//! Persistence for guest storage blobs and the last accepted artifact

use parking_lot::Mutex;
use std::io;
use std::path::{Path, PathBuf};
use tracing::{debug, info};

use super::types::{EeaError, EeaResult};

/// Read/write contract for the guest's opaque storage blob
///
/// Called synchronously from inside `eea_storage_read`/`eea_storage_save`.
pub trait BlobStore: Send + Sync {
    /// `Ok(None)` when nothing has been saved yet
    fn load(&self) -> EeaResult<Option<Vec<u8>>>;

    fn save(&self, blob: &[u8]) -> EeaResult<()>;
}

/// Blob kept in a single file
#[derive(Debug, Clone)]
pub struct FileBlobStore {
    path: PathBuf,
}

impl FileBlobStore {
    pub fn new(path: impl Into<PathBuf>) -> Self {
        Self { path: path.into() }
    }

    pub fn path(&self) -> &Path {
        &self.path
    }
}

impl BlobStore for FileBlobStore {
    fn load(&self) -> EeaResult<Option<Vec<u8>>> {
        match std::fs::read(&self.path) {
            Ok(bytes) => Ok(Some(bytes)),
            Err(e) if e.kind() == io::ErrorKind::NotFound => Ok(None),
            Err(e) => Err(EeaError::Persistence(e)),
        }
    }

    fn save(&self, blob: &[u8]) -> EeaResult<()> {
        write_file(&self.path, blob)?;
        debug!(path = %self.path.display(), bytes = blob.len(), "Storage saved");
        Ok(())
    }
}

/// In-process blob, used when no storage path is configured and in tests
#[derive(Debug, Default)]
pub struct MemoryBlobStore {
    blob: Mutex<Option<Vec<u8>>>,
}

impl MemoryBlobStore {
    pub fn new() -> Self {
        Self::default()
    }

    pub fn with_blob(blob: impl Into<Vec<u8>>) -> Self {
        Self {
            blob: Mutex::new(Some(blob.into())),
        }
    }

    pub fn snapshot(&self) -> Option<Vec<u8>> {
        self.blob.lock().clone()
    }
}

impl BlobStore for MemoryBlobStore {
    fn load(&self) -> EeaResult<Option<Vec<u8>>> {
        Ok(self.blob.lock().clone())
    }

    fn save(&self, blob: &[u8]) -> EeaResult<()> {
        *self.blob.lock() = Some(blob.to_vec());
        Ok(())
    }
}

fn write_file(path: &Path, bytes: &[u8]) -> EeaResult<()> {
    if let Some(parent) = path.parent().filter(|p| !p.as_os_str().is_empty()) {
        std::fs::create_dir_all(parent).map_err(EeaError::Persistence)?;
    }

    // Write next to the target and rename so a crash never leaves half a file
    let tmp = path.with_extension("tmp");
    std::fs::write(&tmp, bytes).map_err(EeaError::Persistence)?;
    std::fs::rename(&tmp, path).map_err(EeaError::Persistence)
}

/// Location of the last successfully loaded artifact
#[derive(Debug, Clone)]
pub struct ArtifactStore {
    path: PathBuf,
}

impl ArtifactStore {
    pub fn new(path: impl Into<PathBuf>) -> Self {
        Self { path: path.into() }
    }

    pub fn path(&self) -> &Path {
        &self.path
    }

    /// Raw bytes of the persisted artifact, if any
    pub async fn load(&self) -> EeaResult<Option<Vec<u8>>> {
        match tokio::fs::read(&self.path).await {
            Ok(bytes) => {
                info!(path = %self.path.display(), bytes = bytes.len(), "Found persisted artifact");
                Ok(Some(bytes))
            }
            Err(e) if e.kind() == io::ErrorKind::NotFound => {
                info!(path = %self.path.display(), "No persisted artifact");
                Ok(None)
            }
            Err(e) => Err(EeaError::Persistence(e)),
        }
    }

    pub async fn save(&self, bytes: &[u8]) -> EeaResult<()> {
        let path = self.path.clone();
        let bytes = bytes.to_vec();
        tokio::task::spawn_blocking(move || write_file(&path, &bytes))
            .await
            .map_err(|e| EeaError::Persistence(io::Error::other(e)))?
    }
}
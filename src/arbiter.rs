//! Turns raw input into navigation events.
//!
//! A menu reads in one of two ways. While navigating, single keystrokes
//! are read in raw mode and mapped to movement, confirmation, digit jumps
//! and letter shortcuts. In direct input the terminal's own line editing
//! collects a whole line, which is returned untouched.

use tracing::{trace, warn};

use crate::error::InputError;
use crate::input::{InputSource, Key};
use crate::zones::ClickZoneRegistry;

#[derive(Debug, Clone, Copy, PartialEq, Eq)]
pub enum Direction {
    Up,
    Down,
}

/// How the active menu reads input.
#[derive(Debug, Clone, Copy, PartialEq, Eq)]
pub enum Mode {
    Navigating,
    DirectInput,
}

/// One step of user intent.
#[derive(Debug, Clone, PartialEq, Eq)]
pub enum NavigationEvent {
    Move(Direction),
    Confirm,
    /// Escape: switch to typing.
    Cancel,
    /// A digit typed while navigating.
    DirectNumeric(String),
    /// A letter bound to a zone, lowercased.
    ZoneHit(char),
    /// A complete line typed in direct input.
    Line(String),
    /// Ctrl-C, SIGINT or end of input.
    Interrupt,
}

/// Reads from an [`InputSource`] and produces exactly one event per poll.
pub struct InputArbiter<S> {
    source: S,
    raw_enabled: bool,
}

impl<S: InputSource> InputArbiter<S> {
    /// `raw_enabled` is false when the session must never enter raw mode.
    pub fn new(source: S, raw_enabled: bool) -> Self {
        InputArbiter {
            source,
            raw_enabled,
        }
    }

    /// Whether keystroke navigation is still available.
    pub fn raw_enabled(&self) -> bool {
        self.raw_enabled
    }

    pub fn poll(
        &mut self,
        mode: Mode,
        zones: Option<&ClickZoneRegistry>,
    ) -> Result<NavigationEvent, InputError> {
        let event = match mode {
            Mode::Navigating if self.raw_enabled => self.poll_key(zones)?,
            // Navigation is gone for good; let the menu switch to typing.
            Mode::Navigating => NavigationEvent::Cancel,
            Mode::DirectInput => self.poll_line()?,
        };
        trace!(?mode, ?event, "navigation event");
        Ok(event)
    }

    /// Reads a line outside of any menu, e.g. "press Enter to continue".
    pub fn read_line(&mut self) -> Result<Option<String>, InputError> {
        self.source.read_line()
    }

    fn poll_key(
        &mut self,
        zones: Option<&ClickZoneRegistry>,
    ) -> Result<NavigationEvent, InputError> {
        loop {
            let key = match self.source.read_key() {
                Ok(key) => key,
                Err(InputError::RawMode(err)) => {
                    warn!(error = %err, "raw mode unavailable, falling back to line input");
                    self.raw_enabled = false;
                    return Ok(NavigationEvent::Cancel);
                }
                Err(InputError::Eof) | Err(InputError::Interrupted) => {
                    return Ok(NavigationEvent::Interrupt)
                }
                Err(err) => return Err(err),
            };

            let event = match key {
                Key::Up => NavigationEvent::Move(Direction::Up),
                Key::Down => NavigationEvent::Move(Direction::Down),
                Key::Confirm => NavigationEvent::Confirm,
                Key::Cancel => NavigationEvent::Cancel,
                Key::Interrupt => NavigationEvent::Interrupt,
                Key::Char(c) if c.is_ascii_digit() => NavigationEvent::DirectNumeric(c.to_string()),
                Key::Char(c) => match zones.and_then(|zones| zones.lookup(c)) {
                    Some(zone) => {
                        trace!(id = %zone.id, label = %zone.label, "zone hit");
                        NavigationEvent::ZoneHit(zone.id)
                    }
                    None => continue,
                },
                Key::Left | Key::Right | Key::Unknown => continue,
            };
            return Ok(event);
        }
    }

    fn poll_line(&mut self) -> Result<NavigationEvent, InputError> {
        match self.source.read_line() {
            Ok(Some(line)) => Ok(NavigationEvent::Line(line)),
            Ok(None) | Err(InputError::Eof) | Err(InputError::Interrupted) => {
                Ok(NavigationEvent::Interrupt)
            }
            Err(err) => Err(err),
        }
    }
}
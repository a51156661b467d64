//! Menu loop: draw, wait for an event, update the highlight, repeat.
//!
//! The same controller drives the main menu and every submenu. A menu
//! is just a title and an ordered list of option labels; the caller maps
//! the returned [`Choice`] to an action.

use std::fmt;
use std::io;

use tracing::{debug, info};

use crate::arbiter::{Direction, InputArbiter, Mode, NavigationEvent};
use crate::error::{InputError, MenuError};
use crate::input::InputSource;
use crate::selection::SelectionModel;
use crate::zones::{ClickZoneRegistry, ZoneTarget, EXIT_ZONE};

/// A titled list of options. An exit/back entry is appended when shown.
#[derive(Debug, Clone, PartialEq, Eq)]
pub struct Menu {
    title: String,
    options: Vec<String>,
    exit_label: String,
}

impl Menu {
    pub fn new(title: impl Into<String>, options: &[&str], exit_label: impl Into<String>) -> Self {
        Menu {
            title: title.into(),
            options: options.iter().map(|option| option.to_string()).collect(),
            exit_label: exit_label.into(),
        }
    }

    pub fn title(&self) -> &str {
        &self.title
    }
}

/// What a menu returned: an option number, `"0"` for exit/back, or
/// whatever was typed in direct input.
#[derive(Debug, Clone, PartialEq, Eq)]
pub struct Choice(String);

impl Choice {
    pub fn from_id(id: usize) -> Self {
        Choice(id.to_string())
    }

    pub fn exit() -> Self {
        Choice::from_id(0)
    }

    pub fn text(text: impl Into<String>) -> Self {
        Choice(text.into())
    }

    pub fn as_str(&self) -> &str {
        &self.0
    }

    pub fn is_exit(&self) -> bool {
        self.0.trim() == "0"
    }
}

impl fmt::Display for Choice {
    fn fmt(&self, f: &mut fmt::Formatter) -> fmt::Result {
        f.write_str(&self.0)
    }
}

/// Outcome of applying one event.
#[derive(Debug, Clone, PartialEq, Eq)]
pub enum Step {
    Continue,
    Return(Choice),
}

/// Everything a renderer needs to draw one frame.
#[derive(Debug, Clone, Copy)]
pub struct MenuView<'a> {
    pub title: &'a str,
    /// Options followed by the exit entry.
    pub items: &'a [String],
    /// `None` while typing, so nothing is highlighted.
    pub selected: Option<usize>,
    pub zones: Option<&'a ClickZoneRegistry>,
    pub mode: Mode,
}

/// Draws menus. Called before every poll, so it must not accumulate state.
pub trait Render {
    fn render(&mut self, view: &MenuView<'_>) -> io::Result<()>;
}

/// State of one menu invocation.
#[derive(Debug)]
pub struct MenuSession {
    title: String,
    selection: SelectionModel,
    zones: Option<ClickZoneRegistry>,
    mode: Mode,
}

impl MenuSession {
    pub fn new(menu: &Menu, with_zones: bool, mode: Mode) -> Result<Self, MenuError> {
        if menu.options.is_empty() {
            return Err(MenuError::EmptyMenu);
        }

        let zones = if with_zones {
            let mut registry = ClickZoneRegistry::new();
            registry.assign(&menu.options, &menu.exit_label)?;
            Some(registry)
        } else {
            None
        };

        let mut items = menu.options.clone();
        items.push(menu.exit_label.clone());

        Ok(MenuSession {
            title: menu.title.clone(),
            selection: SelectionModel::new(items)?,
            zones,
            mode,
        })
    }

    pub fn mode(&self) -> Mode {
        self.mode
    }

    pub fn selection(&self) -> &SelectionModel {
        &self.selection
    }

    pub fn zones(&self) -> Option<&ClickZoneRegistry> {
        self.zones.as_ref()
    }

    pub fn view(&self) -> MenuView<'_> {
        MenuView {
            title: &self.title,
            items: self.selection.items(),
            selected: match self.mode {
                Mode::Navigating => Some(self.selection.selected_index()),
                Mode::DirectInput => None,
            },
            zones: self.zones.as_ref(),
            mode: self.mode,
        }
    }

    pub fn apply(&mut self, event: NavigationEvent) -> Step {
        match event {
            NavigationEvent::Move(Direction::Up) => {
                self.selection.move_up();
                Step::Continue
            }
            NavigationEvent::Move(Direction::Down) => {
                self.selection.move_down();
                Step::Continue
            }
            NavigationEvent::Confirm => Step::Return(self.current_choice()),
            NavigationEvent::Cancel => {
                self.mode = Mode::DirectInput;
                Step::Continue
            }
            // Only one digit is read, so options from 10 up need arrows or letters.
            NavigationEvent::DirectNumeric(digits) => Step::Return(Choice::text(digits)),
            NavigationEvent::ZoneHit(id) => self.apply_zone_hit(id),
            NavigationEvent::Line(line) => Step::Return(Choice::text(line)),
            NavigationEvent::Interrupt => Step::Return(Choice::exit()),
        }
    }

    fn apply_zone_hit(&mut self, id: char) -> Step {
        if id == EXIT_ZONE {
            return Step::Return(Choice::exit());
        }
        let target = self
            .zones
            .as_ref()
            .and_then(|zones| zones.lookup(id))
            .map(|zone| zone.target);
        match target {
            Some(ZoneTarget::Item(index)) if self.selection.select(index) => {
                Step::Return(self.current_choice())
            }
            Some(ZoneTarget::Exit) => Step::Return(Choice::exit()),
            _ => Step::Continue,
        }
    }

    fn current_choice(&self) -> Choice {
        Choice::from_id(self.selection.current_choice_id())
    }
}

/// Runs menus against one input source.
pub struct MenuController<S> {
    arbiter: InputArbiter<S>,
    zones_enabled: bool,
}

impl<S: InputSource> MenuController<S> {
    pub fn new(arbiter: InputArbiter<S>, zones_enabled: bool) -> Self {
        MenuController {
            arbiter,
            zones_enabled,
        }
    }

    /// Shows `menu` until the user picks something.
    pub fn run<R: Render>(&mut self, menu: &Menu, renderer: &mut R) -> Result<Choice, MenuError> {
        let mode = if self.arbiter.raw_enabled() {
            Mode::Navigating
        } else {
            Mode::DirectInput
        };
        let mut session = MenuSession::new(menu, self.zones_enabled, mode)?;
        debug!(title = menu.title(), ?mode, "menu opened");

        loop {
            renderer.render(&session.view())?;
            let event = self.arbiter.poll(session.mode(), session.zones())?;
            if let Step::Return(choice) = session.apply(event) {
                info!(
                    title = menu.title(),
                    choice = %choice,
                    highlighted = session.selection().current_label(),
                    "menu choice"
                );
                return Ok(choice);
            }
        }
    }

    /// Waits for a line, e.g. after a message. `None` at end of input or on abort.
    pub fn read_line(&mut self) -> Result<Option<String>, MenuError> {
        match self.arbiter.read_line() {
            Ok(line) => Ok(line),
            Err(InputError::Interrupted) | Err(InputError::Eof) => Ok(None),
            Err(err) => Err(err.into()),
        }
    }
}
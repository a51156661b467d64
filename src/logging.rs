//! Log setup. Menus own the terminal, so events go to a file.

use std::fs::{self, OpenOptions};
use std::path::Path;
use std::sync::Mutex;

use anyhow::{anyhow, Context};
use tracing_subscriber::EnvFilter;

/// Overrides the `-v` level, e.g. `ERP_LOG=erp=trace`.
pub const LOG_ENV: &str = "ERP_LOG";

pub fn default_level(verbosity: u8) -> &'static str {
    match verbosity {
        0 => "info",
        1 => "debug",
        _ => "trace",
    }
}

pub fn init(path: &Path, verbosity: u8) -> anyhow::Result<()> {
    if let Some(parent) = path.parent() {
        fs::create_dir_all(parent)
            .with_context(|| format!("cannot create log directory {}", parent.display()))?;
    }
    let file = OpenOptions::new()
        .create(true)
        .append(true)
        .open(path)
        .with_context(|| format!("cannot open log file {}", path.display()))?;

    let filter = EnvFilter::try_from_env(LOG_ENV)
        .unwrap_or_else(|_| EnvFilter::new(default_level(verbosity)));

    tracing_subscriber::fmt()
        .with_env_filter(filter)
        .with_writer(Mutex::new(file))
        .with_ansi(false)
        .try_init()
        .map_err(|err| anyhow!("cannot start logging: {err}"))
}
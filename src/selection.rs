//! Highlighted entry of a menu.

use crate::error::MenuError;

/// The highlight over a menu's entries.
///
/// The last entry is always the exit/back entry, whose choice id is 0.
/// Everything else is numbered from 1.
#[derive(Debug, Clone, PartialEq, Eq)]
pub struct SelectionModel {
    items: Vec<String>,
    selected: usize,
}

impl SelectionModel {
    pub fn new(items: Vec<String>) -> Result<Self, MenuError> {
        if items.is_empty() {
            return Err(MenuError::EmptyMenu);
        }
        Ok(SelectionModel { items, selected: 0 })
    }

    fn last_index(&self) -> usize {
        self.items.len() - 1
    }

    /// Moves the highlight up, wrapping from the first entry to the last.
    pub fn move_up(&mut self) {
        self.selected = if self.selected == 0 {
            self.last_index()
        } else {
            self.selected - 1
        };
    }

    /// Moves the highlight down, wrapping from the last entry to the first.
    pub fn move_down(&mut self) {
        self.selected = if self.selected == self.last_index() {
            0
        } else {
            self.selected + 1
        };
    }

    /// Puts the highlight on `index`; out of range indices are ignored.
    pub fn select(&mut self, index: usize) -> bool {
        if index < self.items.len() {
            self.selected = index;
            true
        } else {
            false
        }
    }

    pub fn selected_index(&self) -> usize {
        self.selected
    }

    pub fn current_label(&self) -> &str {
        &self.items[self.selected]
    }

    pub fn current_choice_id(&self) -> usize {
        if self.selected == self.last_index() {
            0
        } else {
            self.selected + 1
        }
    }

    pub fn items(&self) -> &[String] {
        &self.items
    }
}
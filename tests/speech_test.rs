//! Integration tests for speech backends
//!
//! These exercise whatever narrator the platform provides. Creation may
//! fail in CI or headless environments without an engine, which is fine:
//! the controller treats that as narration being unavailable.

use narrate::playback::{NarrationController, PlaybackSettings, PlaybackStatus};
use narrate::speech::{create_backend, UtteranceRequest};
use std::time::{Duration, Instant};

#[test]
fn test_create_backend() {
    match create_backend() {
        Ok(backend) => {
            println!(
                "✓ Created {} narrator ({:?})",
                backend.narrator.name(),
                backend.narrator.features()
            );
        }
        Err(e) => {
            println!("⚠ Narrator creation failed (may be expected): {}", e);
        }
    }
}

#[test]
fn test_utterances_get_distinct_ids() {
    let mut backend = match create_backend() {
        Ok(backend) => backend,
        Err(_) => {
            println!("⚠ Skipping utterance test (TTS not available)");
            return;
        }
    };

    let mut request = UtteranceRequest::new("Integration test");
    request.volume = 0.0;

    let first = backend.narrator.speak(&request);
    let _ = backend.narrator.cancel();
    let second = backend.narrator.speak(&request);
    let _ = backend.narrator.cancel();

    match (first, second) {
        (Ok(a), Ok(b)) => {
            assert_ne!(a, b, "Each utterance should get its own id");
            println!("✓ Utterance ids {} and {}", a, b);
        }
        (a, b) => println!("⚠ Speak failed (may be expected): {:?} {:?}", a.err(), b.err()),
    }
}

#[test]
fn test_controller_over_platform_narrator() {
    let backend = create_backend().ok();
    let available = backend.is_some();
    let mut settings = PlaybackSettings::default();
    settings.volume = 0.0;

    let mut controller = NarrationController::new(backend, settings);
    controller.load_content("<p>Accents: café naïve, and 世界.</p>");

    let now = Instant::now();
    controller.play(0.0, now);
    controller.poll(now + Duration::from_millis(10));

    if available {
        assert_ne!(controller.status(), PlaybackStatus::Idle);
        controller.stop();
        assert_eq!(controller.status(), PlaybackStatus::Idle);
        println!("✓ Controller drove the platform narrator");
    } else {
        assert_eq!(controller.status(), PlaybackStatus::Idle);
        println!("⚠ Narration unavailable, controller stayed idle");
    }
}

# Problem details
If a line in the data above contains "wrapping", return that line.

# Task response
    /// Moves the highlight up, wrapping from the first entry to the last.
    /// Moves the highlight down, wrapping from the last entry to the first.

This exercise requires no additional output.